Dee Smythe

Professor of Public Law at University of Cape Town

Schools

  • University of Cape Town

Links

Biography

University of Cape Town

Dee Smythe is a Professor of Public Law and Interim NRF Chair in Security and Justice in the Law Faculty at the University of Cape Town.

From 2006 to 2012 she was Director of the Law, Race and Gender Unit, and from 2013-2015 the founding Director of the Centre for Law and Society. Between 2016-2018 she served as Deputy Dean for Research in the UCT Law Faculty. Prior to re-joining the Law Faculty in 2009, Dee was Principal Researcher at the Gender, Health and Justice Research Unit in UCT's Faculty of Health Sciences. Between 2009-2011, Dee co-convened the Stanford Law School International Human Rights Law Clinic with Kathleen Kelly Janus.

Dee’s research spans a range of areas at the intersection of law, policy, and social justice. Her research is particularly concerned with understanding the operation of transitioning legal systems, ranging from legal education, through legal practice, and the operation of the police, prosecution and criminal courts, to vernacular dispute management mechanisms.

Dee has also written on HIV/AIDS, crime prevention, and police transformation, and is an expert on state responses to gender-based violence, with a specific focus on sexual offences. Her books include Rape Unresolved: Policing Sexual Offences in South Africa, Should we consent? The politics of rape law reform in South Africa (ed. with Lillian Artz), and the Sexual Offences Commentary (ed. with Bronwyn Pithey). Other edited volumes include, In Search of Equality: Women, Law & Society in Africa (with Steffi Rohrs) and Marriage, Land and Custom: Essays on Law and Social Change in South Africa (with Aninka Claassens). Dee’s current research explores the regulation of hurt, harm and hate in written and spoken words, the intersections of administrative and criminal law in institutional responses to sexual harassment/violence; and the contours African law and society scholarship.

Dee was a Fulbright Fellow at Stanford Law School, where she received her masters and doctoral degrees. In 2009 she was awarded the UCT College of Fellows Young Researcher Award for outstanding scholarly work by a young academic. In the same year the work of the Gender, Health and Justice Research Unit was recognised with UCT's inaugural Distinguished Social Responsiveness Award. In 2011 the Law, Race and Gender Research Unit's Rural Women's Action Research Project also received the UCT Social Responsiveness Award. Dee has convened the African Network of Constitutional Lawyers' focus group on Women, Equality and Constitutionalism and served for many years as Deputy Chairperson of the Board of Rape Crisis.
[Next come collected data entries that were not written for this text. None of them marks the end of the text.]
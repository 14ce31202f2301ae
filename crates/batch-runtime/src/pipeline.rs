//! One batch run: input document to results document.

use crate::config::RuntimeConfig;
use anyhow::{Context, Result};
use ro_03_checkpoint_store::FileKVStore;
use ro_05_reordering::{
    DatasetInput, DatasetResults, ReorderingApi, ReorderingConfig, ReorderingService,
    SeriesResults, StageInput,
};
use ro_06_interestingness::InterestingnessDetector;
use shared_types::{Permutation, Stage, StrategyResult};
use std::path::PathBuf;
use std::time::Instant;
use tracing::{info, warn};

/// Run the whole batch described by `config`; returns the results path.
///
/// The results document is rewritten after every stage, so an interrupted
/// run keeps its finished stages.
pub fn run(config: &RuntimeConfig) -> Result<PathBuf> {
    let start = Instant::now();
    let input = DatasetInput::load(&config.input)
        .with_context(|| format!("loading input document {}", config.input.display()))?;
    let dataset = config.dataset.clone().unwrap_or_else(|| input.dataset.clone());
    info!(dataset = %dataset, input = %config.input.display(), "Starting batch");

    let store = FileKVStore::open(&config.checkpoint_dir).with_context(|| {
        format!("opening checkpoint store {}", config.checkpoint_dir.display())
    })?;
    let reordering = ReorderingConfig {
        dataset: dataset.clone(),
        parallel_series: config.parallel,
        ..ReorderingConfig::default()
    };
    let service = ReorderingService::new(reordering, store);
    let detector = InterestingnessDetector::default();

    let path = config.results_path(&dataset);
    let mut results = DatasetResults::load_or_new(&path, &dataset)
        .with_context(|| format!("loading results document {}", path.display()))?;
    if results.dataset != dataset {
        warn!(found = %results.dataset, expected = %dataset, "Results belong to another dataset, starting over");
        results = DatasetResults::new(dataset.as_str());
    }

    for (stage, stage_input) in input.stages() {
        let mut stage_results = service.reorder_stage(stage, stage_input, results.stage(stage));
        annotate_segments(&detector, stage, stage_input, &mut stage_results, &config.segment_strategy);
        results.stages.insert(stage, stage_results);
        results
            .save(&path)
            .with_context(|| format!("saving results document {}", path.display()))?;
        info!(stage = %stage, path = %path.display(), "Stage saved");
    }

    info!(dataset = %dataset, elapsed = ?start.elapsed(), "Batch finished");
    Ok(path)
}

/// Ordering used for the segments of a series: `preferred`, else `Base`.
pub fn segment_ordering<'a>(series: &'a SeriesResults, preferred: &str) -> Option<&'a Permutation> {
    series
        .result(preferred)
        .or_else(|| series.result(StrategyResult::BASE))
        .and_then(|r| r.ordering.as_ref())
}

/// Fill in the interestingness segments of series that have none yet.
fn annotate_segments(
    detector: &InterestingnessDetector,
    stage: Stage,
    input: &StageInput,
    series: &mut [SeriesResults],
    preferred: &str,
) {
    let data = match input.series() {
        Ok(data) => data,
        Err(e) => {
            warn!(stage = %stage, error = %e, "Derived series unavailable, skipping segments");
            return;
        }
    };

    for entry in series.iter_mut().filter(|s| s.segments.is_empty()) {
        let Some((_, ensemble)) = data.iter().find(|(kind, _)| *kind == entry.series) else {
            continue;
        };
        let Some(ordering) = segment_ordering(entry, preferred).cloned() else {
            continue;
        };
        match detector.detect(ensemble, &ordering) {
            Ok(segments) => entry.segments = segments,
            Err(e) => warn!(stage = %stage, series = %entry.series, error = %e, "Segment detection failed"),
        }
    }
}
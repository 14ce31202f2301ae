//! # Strategy Flow
//!
//! The full strategy catalog (ro-04) on ensembles with a known row order.

#[cfg(test)]
mod tests {
    use crate::integration::fixtures::{phase_ramp, shuffle};
    use ro_04_sorting_strategies::{
        ClusteringStrategy, FeatureStrategy, NaiveStrategy, SortingStrategy, StrategyCatalog,
        StrategyConfig,
    };
    use shared_types::{Ensemble, NamedOrdering, Permutation};
    use std::collections::BTreeSet;

    /// Rows `i * (1, 2, ..., m)`: pairwise distances are exactly one-dimensional.
    fn scaled_ramp(n: usize, m: usize) -> Ensemble {
        let rows = (0..n)
            .map(|i| (0..m).map(|t| i as f64 * (1.0 + t as f64)).collect())
            .collect();
        Ensemble::from_rows(rows).unwrap()
    }

    /// Original row indices visited by `ordering` over rows stored as `storage`.
    fn recovered(ordering: &Permutation, storage: &Permutation) -> Vec<usize> {
        ordering.as_slice().iter().map(|&k| storage.as_slice()[k]).collect()
    }

    fn is_monotone(order: &[usize]) -> bool {
        order.windows(2).all(|w| w[0] < w[1]) || order.windows(2).all(|w| w[0] > w[1])
    }

    fn find<'a>(orderings: &'a [NamedOrdering], name: &str) -> &'a Permutation {
        &orderings
            .iter()
            .find(|o| o.name == name)
            .unwrap_or_else(|| panic!("missing ordering {name}"))
            .ordering
    }

    #[test]
    fn test_catalog_yields_unique_permutations() {
        let config = StrategyConfig {
            n_epochs: Some(50),
            ..StrategyConfig::default()
        };
        let catalog = StrategyCatalog::new(config);
        let data = phase_ramp(24, 32).reordered(&shuffle(24, 3)).unwrap();

        let mut names = BTreeSet::new();
        for strategy in catalog.strategies() {
            let orderings = strategy.sort(&data).unwrap();
            assert!(!orderings.is_empty(), "{}", strategy.family());
            for named in orderings {
                assert!(named.ordering.is_permutation_of(24), "{}", named.name);
                assert!(names.insert(named.name.clone()), "duplicate {}", named.name);
            }
        }
        assert_eq!(names.len(), 35);
    }

    #[test]
    fn test_simple_strategies_recover_a_ramp() {
        let storage = shuffle(20, 4);
        let data = scaled_ramp(20, 12).reordered(&storage).unwrap();
        let sorted: Vec<usize> = (0..20).collect();

        let naive = NaiveStrategy::new().sort(&data).unwrap();
        assert_eq!(recovered(&naive[0].ordering, &storage), sorted);

        let features = FeatureStrategy::new().sort(&data).unwrap();
        let energy = find(&features, "Absolute Energy");
        assert_eq!(recovered(energy, &storage), sorted);
    }

    #[test]
    fn test_contiguous_linkages_recover_a_ramp() {
        let storage = shuffle(18, 8);
        let data = scaled_ramp(18, 6).reordered(&storage).unwrap();
        let orderings = ClusteringStrategy::new().sort(&data).unwrap();

        for name in ["Single Euclidean", "Average Euclidean", "Complete Euclidean"] {
            let order = recovered(find(&orderings, name), &storage);
            assert!(is_monotone(&order), "{name}: {order:?}");
        }
    }
}
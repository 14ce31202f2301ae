//! Configuration for the sorting strategies.

use serde::{Deserialize, Serialize};

/// Strategy configuration
#[derive(Clone, Debug, PartialEq, Serialize, Deserialize)]
#[serde(default)]
pub struct StrategyConfig {
    /// Seed of every UMAP layout
    pub umap_seed: u64,
    /// Target dimension of the reduced-clustering embedding
    pub reduced_dimensions: usize,
    /// UMAP neighbourhood size (the point itself included)
    pub n_neighbors: usize,
    /// UMAP curve parameter `a` (fitted for min_dist 0.1, spread 1.0)
    pub min_dist_a: f64,
    /// UMAP curve parameter `b`
    pub min_dist_b: f64,
    /// UMAP optimisation epochs; `None` picks 500, or 200 above 10 000 rows
    pub n_epochs: Option<usize>,
    /// Negative samples per positive edge sample
    pub negative_sample_rate: usize,
}

impl Default for StrategyConfig {
    fn default() -> Self {
        Self {
            umap_seed: 42,
            reduced_dimensions: 10,
            n_neighbors: 15,
            min_dist_a: 1.577,
            min_dist_b: 0.8951,
            n_epochs: None,
            negative_sample_rate: 5,
        }
    }
}

impl StrategyConfig {
    /// Epoch count for a dataset of `n` rows.
    pub fn epochs_for(&self, n: usize) -> usize {
        self.n_epochs
            .unwrap_or(if n > 10_000 { 200 } else { 500 })
    }
}

#[cfg(test)]
mod tests {
    use super::*;

    #[test]
    fn test_default_config() {
        let config = StrategyConfig::default();
        assert_eq!(config.umap_seed, 42);
        assert_eq!(config.reduced_dimensions, 10);
        assert_eq!(config.n_neighbors, 15);
        assert_eq!(config.epochs_for(100), 500);
        assert_eq!(config.epochs_for(20_000), 200);
    }

    #[test]
    fn test_explicit_epochs() {
        let config: StrategyConfig = serde_json::from_str(r#"{"n_epochs": 50}"#).unwrap();
        assert_eq!(config.epochs_for(20_000), 50);
        assert_eq!(config.umap_seed, 42);
    }
}
//! Directory locking for the file store.

mod flock;

pub use flock::StoreLock;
Dee convenes the interdisciplinary postgraduate LLM/MPhil Programme in Criminology, Law and Society, on which she teaches a core course on Law and Society in Africa. She also teaches on gender, research skills, and criminal procedure in the LLB and supervises masters and doctoral candidates in the area of law and society, with a specific focus and passion for Africa.

Education

JSM JSD Stanford University (2003 — 2009) BA LLB University of Cape Town

Expertise/ Research Interests

  • state responses to gender-based violence, with a specific focus on sexual offences
  • the regulation of hurt, harm and hate in written and spoken words
  • the intersections of administrative and criminal law in institutional responses to sexual harassment/violence
  • the contours African law and society scholarship.